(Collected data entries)
*** Block opens ***
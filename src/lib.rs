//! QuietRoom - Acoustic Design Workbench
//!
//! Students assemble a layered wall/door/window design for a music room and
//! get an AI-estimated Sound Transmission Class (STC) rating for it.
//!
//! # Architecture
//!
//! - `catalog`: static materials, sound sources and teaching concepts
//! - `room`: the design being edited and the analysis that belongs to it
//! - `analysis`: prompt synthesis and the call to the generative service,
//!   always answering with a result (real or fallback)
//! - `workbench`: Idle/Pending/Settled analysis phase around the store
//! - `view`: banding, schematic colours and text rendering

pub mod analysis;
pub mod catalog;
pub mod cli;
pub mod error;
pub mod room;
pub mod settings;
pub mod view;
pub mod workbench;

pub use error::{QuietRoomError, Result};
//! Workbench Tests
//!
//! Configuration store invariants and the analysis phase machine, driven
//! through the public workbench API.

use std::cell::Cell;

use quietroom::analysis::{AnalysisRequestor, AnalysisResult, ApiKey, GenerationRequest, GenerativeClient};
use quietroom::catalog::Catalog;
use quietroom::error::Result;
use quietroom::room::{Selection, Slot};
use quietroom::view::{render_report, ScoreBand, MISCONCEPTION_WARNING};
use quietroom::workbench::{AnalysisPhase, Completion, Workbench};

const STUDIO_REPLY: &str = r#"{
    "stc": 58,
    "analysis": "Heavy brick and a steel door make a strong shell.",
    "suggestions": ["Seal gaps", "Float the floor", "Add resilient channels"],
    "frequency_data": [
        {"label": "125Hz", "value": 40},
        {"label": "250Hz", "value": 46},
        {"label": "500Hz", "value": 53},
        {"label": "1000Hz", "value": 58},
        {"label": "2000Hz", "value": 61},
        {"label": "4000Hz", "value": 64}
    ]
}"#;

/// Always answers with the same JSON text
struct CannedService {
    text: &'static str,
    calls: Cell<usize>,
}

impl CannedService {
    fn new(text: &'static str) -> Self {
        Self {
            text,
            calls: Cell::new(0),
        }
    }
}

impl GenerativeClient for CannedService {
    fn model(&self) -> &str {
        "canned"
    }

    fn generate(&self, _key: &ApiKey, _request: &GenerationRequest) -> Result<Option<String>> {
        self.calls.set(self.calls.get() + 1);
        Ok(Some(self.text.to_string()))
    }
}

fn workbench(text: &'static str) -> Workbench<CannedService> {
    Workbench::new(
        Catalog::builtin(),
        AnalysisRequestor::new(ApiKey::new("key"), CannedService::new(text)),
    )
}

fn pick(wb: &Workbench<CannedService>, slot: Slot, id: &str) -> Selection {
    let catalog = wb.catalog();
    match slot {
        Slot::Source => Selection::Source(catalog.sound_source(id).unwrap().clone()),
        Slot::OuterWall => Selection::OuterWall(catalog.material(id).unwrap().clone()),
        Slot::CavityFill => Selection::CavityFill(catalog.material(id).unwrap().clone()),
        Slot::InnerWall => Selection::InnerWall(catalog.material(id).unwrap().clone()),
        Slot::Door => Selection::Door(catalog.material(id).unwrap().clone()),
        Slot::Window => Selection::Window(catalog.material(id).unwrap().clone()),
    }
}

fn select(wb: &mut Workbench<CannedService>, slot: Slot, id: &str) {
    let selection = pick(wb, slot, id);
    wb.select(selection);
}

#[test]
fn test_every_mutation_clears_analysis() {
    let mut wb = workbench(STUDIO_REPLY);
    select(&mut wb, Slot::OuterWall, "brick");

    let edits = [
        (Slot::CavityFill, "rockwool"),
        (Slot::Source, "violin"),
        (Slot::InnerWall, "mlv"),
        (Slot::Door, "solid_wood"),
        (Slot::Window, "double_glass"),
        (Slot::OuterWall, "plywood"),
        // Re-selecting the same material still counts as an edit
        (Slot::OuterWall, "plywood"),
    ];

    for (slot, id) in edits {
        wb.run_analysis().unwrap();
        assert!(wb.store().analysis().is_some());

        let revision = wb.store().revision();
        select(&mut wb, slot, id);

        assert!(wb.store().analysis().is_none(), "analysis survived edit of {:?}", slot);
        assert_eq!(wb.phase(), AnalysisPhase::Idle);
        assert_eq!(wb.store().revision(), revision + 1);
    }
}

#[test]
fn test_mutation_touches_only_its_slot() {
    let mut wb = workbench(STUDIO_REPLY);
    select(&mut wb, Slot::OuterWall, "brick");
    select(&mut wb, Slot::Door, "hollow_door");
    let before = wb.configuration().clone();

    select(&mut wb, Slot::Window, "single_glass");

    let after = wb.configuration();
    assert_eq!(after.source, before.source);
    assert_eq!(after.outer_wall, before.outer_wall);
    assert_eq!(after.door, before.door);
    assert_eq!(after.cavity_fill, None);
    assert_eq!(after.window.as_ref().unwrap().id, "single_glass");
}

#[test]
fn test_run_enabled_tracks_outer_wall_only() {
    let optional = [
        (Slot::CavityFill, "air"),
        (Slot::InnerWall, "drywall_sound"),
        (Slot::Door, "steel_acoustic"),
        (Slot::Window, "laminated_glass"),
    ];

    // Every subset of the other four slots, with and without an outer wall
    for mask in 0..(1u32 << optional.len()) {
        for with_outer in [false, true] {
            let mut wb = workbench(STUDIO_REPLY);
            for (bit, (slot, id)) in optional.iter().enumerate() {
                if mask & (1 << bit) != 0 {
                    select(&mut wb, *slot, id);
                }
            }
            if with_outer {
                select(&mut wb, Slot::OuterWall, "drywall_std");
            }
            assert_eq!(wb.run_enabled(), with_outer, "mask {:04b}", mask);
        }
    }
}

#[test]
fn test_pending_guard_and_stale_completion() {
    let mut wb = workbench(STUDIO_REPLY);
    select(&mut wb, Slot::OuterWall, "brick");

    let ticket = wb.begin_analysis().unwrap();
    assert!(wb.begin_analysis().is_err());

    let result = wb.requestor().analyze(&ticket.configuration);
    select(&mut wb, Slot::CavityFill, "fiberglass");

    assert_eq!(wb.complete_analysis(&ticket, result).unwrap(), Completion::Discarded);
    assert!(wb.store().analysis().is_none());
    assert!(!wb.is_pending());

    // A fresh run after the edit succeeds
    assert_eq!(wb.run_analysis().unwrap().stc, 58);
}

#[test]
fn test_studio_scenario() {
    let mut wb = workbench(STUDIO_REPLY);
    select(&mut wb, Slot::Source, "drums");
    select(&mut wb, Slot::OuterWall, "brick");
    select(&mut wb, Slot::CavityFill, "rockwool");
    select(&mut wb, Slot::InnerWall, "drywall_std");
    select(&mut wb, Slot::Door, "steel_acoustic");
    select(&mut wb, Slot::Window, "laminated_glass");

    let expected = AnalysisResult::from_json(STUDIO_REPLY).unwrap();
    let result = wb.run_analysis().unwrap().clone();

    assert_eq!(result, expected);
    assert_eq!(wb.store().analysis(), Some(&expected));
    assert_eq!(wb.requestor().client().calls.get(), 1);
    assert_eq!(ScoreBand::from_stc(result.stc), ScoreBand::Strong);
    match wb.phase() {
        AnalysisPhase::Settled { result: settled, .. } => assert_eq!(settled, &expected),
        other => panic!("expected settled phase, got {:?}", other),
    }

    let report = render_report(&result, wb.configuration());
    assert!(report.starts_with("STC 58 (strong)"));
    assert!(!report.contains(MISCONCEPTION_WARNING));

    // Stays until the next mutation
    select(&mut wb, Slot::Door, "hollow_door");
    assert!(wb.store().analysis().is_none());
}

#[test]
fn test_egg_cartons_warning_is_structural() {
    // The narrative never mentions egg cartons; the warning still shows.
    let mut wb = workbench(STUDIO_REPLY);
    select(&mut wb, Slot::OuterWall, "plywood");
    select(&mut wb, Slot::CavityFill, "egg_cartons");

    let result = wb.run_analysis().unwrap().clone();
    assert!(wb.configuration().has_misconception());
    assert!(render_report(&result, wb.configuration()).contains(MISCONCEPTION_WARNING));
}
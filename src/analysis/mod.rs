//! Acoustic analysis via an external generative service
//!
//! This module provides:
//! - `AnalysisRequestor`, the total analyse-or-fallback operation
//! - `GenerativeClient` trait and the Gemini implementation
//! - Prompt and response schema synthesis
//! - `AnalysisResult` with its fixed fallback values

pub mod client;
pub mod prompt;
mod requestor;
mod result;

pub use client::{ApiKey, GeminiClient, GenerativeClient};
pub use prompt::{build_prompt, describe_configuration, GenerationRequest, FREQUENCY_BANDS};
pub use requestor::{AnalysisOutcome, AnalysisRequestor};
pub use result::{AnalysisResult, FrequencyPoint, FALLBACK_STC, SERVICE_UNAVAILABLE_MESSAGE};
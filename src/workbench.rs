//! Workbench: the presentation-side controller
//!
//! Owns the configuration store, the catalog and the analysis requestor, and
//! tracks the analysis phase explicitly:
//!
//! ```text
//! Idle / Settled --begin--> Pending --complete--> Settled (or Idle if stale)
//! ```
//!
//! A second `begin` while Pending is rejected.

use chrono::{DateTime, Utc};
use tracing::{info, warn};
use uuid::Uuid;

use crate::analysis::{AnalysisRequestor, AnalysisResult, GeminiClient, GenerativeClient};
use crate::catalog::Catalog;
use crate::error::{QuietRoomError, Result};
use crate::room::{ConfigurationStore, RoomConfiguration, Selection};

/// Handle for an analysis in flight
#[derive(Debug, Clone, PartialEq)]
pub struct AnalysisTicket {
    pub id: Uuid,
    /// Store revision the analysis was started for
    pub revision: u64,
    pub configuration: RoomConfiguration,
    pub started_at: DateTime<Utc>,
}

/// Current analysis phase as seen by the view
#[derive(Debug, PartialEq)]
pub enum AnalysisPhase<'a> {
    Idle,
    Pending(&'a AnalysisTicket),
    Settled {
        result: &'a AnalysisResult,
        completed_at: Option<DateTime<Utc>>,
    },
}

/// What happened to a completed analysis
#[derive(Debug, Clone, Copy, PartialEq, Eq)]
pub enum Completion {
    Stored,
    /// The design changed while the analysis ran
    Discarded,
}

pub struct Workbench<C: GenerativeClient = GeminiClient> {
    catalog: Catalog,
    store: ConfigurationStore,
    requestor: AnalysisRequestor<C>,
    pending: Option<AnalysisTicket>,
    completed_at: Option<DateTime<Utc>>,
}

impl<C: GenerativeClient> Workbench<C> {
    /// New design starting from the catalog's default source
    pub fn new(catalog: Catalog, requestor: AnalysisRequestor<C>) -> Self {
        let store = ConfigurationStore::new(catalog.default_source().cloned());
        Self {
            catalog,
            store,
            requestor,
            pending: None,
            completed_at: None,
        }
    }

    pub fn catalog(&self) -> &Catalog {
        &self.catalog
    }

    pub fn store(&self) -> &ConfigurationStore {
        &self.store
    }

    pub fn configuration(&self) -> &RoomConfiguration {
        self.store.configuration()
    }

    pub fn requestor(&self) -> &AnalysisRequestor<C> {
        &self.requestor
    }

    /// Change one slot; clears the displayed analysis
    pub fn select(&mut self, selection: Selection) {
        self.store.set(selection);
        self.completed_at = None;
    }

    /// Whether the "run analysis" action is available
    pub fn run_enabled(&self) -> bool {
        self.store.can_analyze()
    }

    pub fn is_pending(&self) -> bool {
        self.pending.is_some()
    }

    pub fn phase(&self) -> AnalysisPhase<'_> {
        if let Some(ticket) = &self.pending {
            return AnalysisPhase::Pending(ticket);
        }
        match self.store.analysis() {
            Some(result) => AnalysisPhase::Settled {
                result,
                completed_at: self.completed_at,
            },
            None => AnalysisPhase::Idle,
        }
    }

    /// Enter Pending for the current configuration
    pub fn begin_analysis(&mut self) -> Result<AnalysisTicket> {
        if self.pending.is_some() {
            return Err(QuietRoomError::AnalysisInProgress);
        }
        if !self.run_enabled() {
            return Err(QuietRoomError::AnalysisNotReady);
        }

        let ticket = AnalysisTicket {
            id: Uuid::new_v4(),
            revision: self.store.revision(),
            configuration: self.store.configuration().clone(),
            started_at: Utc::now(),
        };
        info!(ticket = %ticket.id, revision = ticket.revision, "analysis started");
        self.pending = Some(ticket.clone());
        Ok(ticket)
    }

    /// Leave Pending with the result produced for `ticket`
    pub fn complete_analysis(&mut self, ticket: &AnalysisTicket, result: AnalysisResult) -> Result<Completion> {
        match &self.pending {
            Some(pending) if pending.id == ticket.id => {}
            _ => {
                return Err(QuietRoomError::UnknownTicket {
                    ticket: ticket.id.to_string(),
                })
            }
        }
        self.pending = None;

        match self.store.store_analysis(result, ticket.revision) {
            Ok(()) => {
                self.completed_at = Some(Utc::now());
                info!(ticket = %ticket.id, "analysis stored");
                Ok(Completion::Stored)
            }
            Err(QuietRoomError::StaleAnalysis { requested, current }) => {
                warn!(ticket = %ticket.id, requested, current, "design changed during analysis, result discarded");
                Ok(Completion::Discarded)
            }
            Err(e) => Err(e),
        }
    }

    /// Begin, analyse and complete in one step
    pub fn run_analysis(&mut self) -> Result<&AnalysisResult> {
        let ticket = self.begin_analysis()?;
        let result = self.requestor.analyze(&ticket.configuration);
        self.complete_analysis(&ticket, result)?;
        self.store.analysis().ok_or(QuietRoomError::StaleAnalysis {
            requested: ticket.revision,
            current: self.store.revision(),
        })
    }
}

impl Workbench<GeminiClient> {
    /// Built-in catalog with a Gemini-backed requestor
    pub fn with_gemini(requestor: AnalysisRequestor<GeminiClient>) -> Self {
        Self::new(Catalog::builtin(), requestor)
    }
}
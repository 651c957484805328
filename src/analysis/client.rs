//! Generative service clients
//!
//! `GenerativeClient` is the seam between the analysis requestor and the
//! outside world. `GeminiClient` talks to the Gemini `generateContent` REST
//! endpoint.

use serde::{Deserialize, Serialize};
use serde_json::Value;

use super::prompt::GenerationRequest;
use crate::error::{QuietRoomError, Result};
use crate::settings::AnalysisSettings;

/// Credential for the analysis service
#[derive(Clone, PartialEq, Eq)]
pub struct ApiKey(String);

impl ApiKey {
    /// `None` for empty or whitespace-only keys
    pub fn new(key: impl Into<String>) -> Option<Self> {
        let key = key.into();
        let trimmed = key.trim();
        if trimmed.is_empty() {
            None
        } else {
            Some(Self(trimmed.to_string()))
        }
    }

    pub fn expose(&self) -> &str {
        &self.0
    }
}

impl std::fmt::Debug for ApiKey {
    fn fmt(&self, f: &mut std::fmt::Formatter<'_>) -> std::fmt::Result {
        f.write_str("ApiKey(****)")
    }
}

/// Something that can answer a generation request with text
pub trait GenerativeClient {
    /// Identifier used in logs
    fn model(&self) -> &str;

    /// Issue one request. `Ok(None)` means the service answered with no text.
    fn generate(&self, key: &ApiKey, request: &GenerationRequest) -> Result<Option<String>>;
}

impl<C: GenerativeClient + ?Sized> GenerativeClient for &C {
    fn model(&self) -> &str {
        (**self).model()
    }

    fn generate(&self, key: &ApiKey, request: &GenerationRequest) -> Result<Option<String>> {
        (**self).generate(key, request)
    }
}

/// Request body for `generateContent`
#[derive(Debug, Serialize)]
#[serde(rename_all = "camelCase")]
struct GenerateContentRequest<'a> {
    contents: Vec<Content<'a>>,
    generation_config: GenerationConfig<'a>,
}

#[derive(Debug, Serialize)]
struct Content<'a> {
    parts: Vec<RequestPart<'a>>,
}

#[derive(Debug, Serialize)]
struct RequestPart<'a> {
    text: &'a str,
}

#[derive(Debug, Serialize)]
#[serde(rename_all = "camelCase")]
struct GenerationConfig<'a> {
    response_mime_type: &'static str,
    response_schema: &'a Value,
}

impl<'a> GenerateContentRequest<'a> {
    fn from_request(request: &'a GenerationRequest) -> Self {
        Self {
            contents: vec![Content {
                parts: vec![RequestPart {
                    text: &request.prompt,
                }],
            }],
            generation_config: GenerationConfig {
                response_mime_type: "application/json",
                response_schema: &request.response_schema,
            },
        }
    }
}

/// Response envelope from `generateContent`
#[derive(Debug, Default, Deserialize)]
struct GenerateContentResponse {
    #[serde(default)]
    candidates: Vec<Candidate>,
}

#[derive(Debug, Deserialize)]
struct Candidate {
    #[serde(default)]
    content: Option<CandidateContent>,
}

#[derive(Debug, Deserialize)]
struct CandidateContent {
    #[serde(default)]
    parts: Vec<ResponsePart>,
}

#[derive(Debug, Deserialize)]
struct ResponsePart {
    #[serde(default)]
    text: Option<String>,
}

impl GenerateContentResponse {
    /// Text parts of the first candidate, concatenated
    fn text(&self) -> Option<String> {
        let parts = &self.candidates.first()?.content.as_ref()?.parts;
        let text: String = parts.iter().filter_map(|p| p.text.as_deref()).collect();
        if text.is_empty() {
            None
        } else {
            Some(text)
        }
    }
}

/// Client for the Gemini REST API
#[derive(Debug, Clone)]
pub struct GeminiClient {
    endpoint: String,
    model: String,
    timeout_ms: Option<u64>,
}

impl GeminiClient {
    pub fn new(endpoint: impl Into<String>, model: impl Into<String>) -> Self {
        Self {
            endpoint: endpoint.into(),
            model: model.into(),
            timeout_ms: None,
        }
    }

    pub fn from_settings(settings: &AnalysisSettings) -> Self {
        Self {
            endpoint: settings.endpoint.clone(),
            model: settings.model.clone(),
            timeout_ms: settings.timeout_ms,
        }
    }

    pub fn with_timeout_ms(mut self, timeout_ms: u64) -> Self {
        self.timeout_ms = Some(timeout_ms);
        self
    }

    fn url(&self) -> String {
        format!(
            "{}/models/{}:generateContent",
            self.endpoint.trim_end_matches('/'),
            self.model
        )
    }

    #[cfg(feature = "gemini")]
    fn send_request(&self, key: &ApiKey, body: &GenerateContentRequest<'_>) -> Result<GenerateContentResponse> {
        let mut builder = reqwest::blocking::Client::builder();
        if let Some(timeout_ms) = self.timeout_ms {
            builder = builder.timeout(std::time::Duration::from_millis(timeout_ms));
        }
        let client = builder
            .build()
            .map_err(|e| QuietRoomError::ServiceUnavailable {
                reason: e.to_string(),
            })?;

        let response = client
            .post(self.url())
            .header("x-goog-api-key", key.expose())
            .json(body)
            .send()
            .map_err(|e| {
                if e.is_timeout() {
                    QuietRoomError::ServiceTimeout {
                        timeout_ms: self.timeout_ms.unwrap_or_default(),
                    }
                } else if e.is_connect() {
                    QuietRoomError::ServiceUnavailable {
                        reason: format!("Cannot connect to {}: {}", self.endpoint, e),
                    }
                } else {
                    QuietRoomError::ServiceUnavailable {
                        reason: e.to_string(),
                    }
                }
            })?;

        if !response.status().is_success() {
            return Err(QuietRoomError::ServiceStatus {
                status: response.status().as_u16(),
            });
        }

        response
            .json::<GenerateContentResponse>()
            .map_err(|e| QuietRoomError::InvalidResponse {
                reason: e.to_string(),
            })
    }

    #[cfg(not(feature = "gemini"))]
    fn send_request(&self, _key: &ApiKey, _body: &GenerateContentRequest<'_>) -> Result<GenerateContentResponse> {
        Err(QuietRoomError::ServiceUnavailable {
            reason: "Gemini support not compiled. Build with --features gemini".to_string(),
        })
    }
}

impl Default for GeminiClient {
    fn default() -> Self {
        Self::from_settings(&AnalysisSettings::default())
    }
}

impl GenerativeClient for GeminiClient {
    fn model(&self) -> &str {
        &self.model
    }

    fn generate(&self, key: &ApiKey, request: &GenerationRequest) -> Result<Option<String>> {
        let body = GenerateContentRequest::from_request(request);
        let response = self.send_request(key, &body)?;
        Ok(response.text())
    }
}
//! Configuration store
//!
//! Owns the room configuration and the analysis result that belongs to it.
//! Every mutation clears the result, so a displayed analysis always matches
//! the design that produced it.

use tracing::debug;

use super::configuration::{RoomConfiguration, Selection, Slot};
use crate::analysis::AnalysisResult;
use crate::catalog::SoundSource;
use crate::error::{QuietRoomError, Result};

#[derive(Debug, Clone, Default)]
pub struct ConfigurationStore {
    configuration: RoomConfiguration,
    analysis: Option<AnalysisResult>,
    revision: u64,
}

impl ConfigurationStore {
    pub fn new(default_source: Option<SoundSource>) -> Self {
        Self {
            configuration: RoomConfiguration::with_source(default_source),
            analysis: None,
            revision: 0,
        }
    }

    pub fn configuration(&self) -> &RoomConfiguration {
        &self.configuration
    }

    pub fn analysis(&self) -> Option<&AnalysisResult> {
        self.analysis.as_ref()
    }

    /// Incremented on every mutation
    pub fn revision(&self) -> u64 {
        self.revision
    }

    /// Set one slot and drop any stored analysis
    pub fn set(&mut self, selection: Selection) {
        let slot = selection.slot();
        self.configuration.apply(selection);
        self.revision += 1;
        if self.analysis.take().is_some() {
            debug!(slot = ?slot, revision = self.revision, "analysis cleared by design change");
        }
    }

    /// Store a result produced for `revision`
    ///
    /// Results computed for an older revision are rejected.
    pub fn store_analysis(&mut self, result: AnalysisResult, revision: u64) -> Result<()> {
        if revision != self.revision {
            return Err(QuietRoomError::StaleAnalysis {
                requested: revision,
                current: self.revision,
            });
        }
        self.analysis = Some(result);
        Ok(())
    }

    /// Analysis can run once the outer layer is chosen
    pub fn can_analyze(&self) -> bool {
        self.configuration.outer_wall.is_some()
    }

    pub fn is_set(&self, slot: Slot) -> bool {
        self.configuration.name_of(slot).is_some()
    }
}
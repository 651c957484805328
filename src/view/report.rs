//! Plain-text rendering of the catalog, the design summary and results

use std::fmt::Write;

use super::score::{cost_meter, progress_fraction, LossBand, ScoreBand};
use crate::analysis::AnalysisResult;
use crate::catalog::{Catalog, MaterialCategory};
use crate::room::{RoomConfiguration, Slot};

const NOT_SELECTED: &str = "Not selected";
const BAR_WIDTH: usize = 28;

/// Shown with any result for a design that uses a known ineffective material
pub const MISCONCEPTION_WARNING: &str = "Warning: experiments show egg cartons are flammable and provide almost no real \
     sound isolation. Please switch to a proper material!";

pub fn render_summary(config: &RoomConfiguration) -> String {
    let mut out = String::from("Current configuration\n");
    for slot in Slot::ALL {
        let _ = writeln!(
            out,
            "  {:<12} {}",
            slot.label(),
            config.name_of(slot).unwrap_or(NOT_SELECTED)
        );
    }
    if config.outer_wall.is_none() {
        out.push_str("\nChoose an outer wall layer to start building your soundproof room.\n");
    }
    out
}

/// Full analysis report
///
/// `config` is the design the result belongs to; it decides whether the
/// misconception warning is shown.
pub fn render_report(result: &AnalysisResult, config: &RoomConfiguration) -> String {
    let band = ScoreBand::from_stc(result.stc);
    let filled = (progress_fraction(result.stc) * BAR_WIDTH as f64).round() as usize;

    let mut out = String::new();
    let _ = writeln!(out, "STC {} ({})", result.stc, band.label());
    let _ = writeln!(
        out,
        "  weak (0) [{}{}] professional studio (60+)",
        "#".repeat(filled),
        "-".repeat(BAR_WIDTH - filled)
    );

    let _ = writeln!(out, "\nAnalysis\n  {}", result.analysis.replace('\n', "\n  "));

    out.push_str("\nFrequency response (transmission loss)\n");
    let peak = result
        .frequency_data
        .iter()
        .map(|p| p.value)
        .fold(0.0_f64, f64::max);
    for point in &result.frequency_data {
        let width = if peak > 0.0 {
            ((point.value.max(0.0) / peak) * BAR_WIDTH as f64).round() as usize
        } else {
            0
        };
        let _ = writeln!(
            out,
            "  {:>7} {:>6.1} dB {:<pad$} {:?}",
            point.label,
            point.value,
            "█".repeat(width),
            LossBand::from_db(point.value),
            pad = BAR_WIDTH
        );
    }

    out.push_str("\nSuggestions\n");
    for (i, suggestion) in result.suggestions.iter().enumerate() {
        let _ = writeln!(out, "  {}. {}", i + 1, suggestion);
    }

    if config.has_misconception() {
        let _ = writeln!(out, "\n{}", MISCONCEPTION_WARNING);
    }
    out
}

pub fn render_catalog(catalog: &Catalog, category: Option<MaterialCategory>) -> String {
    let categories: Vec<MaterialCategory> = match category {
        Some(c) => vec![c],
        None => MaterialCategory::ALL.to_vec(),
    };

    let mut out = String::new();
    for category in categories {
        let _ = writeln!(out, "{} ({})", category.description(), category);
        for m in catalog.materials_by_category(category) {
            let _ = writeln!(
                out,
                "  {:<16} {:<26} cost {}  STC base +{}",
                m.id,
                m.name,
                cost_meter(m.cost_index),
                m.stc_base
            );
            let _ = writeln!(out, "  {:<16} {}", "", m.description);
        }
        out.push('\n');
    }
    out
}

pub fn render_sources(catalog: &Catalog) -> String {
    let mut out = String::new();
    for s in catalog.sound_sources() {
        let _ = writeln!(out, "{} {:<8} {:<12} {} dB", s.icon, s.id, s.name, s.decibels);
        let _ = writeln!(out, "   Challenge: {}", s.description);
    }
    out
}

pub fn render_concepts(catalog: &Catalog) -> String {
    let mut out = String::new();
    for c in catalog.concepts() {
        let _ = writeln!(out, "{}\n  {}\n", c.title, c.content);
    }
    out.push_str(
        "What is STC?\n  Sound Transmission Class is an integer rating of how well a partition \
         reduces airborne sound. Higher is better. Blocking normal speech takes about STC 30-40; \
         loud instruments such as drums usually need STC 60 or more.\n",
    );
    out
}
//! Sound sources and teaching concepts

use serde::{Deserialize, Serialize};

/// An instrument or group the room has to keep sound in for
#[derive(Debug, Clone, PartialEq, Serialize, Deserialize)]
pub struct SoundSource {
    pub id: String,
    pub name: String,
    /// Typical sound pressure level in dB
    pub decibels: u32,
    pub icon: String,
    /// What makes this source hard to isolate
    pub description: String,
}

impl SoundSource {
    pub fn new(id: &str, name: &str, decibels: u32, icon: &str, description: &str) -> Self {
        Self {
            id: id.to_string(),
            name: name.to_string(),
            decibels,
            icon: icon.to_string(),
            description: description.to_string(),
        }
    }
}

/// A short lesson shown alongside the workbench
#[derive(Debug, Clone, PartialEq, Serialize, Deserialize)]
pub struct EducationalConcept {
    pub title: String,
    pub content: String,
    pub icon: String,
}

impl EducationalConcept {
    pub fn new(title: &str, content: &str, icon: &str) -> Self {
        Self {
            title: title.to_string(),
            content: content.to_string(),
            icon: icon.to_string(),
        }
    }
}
*** Block closes ***
Activity:
Give the number of lines in the records that contain the word "builder", and write nothing else.

Solution for this problem:
3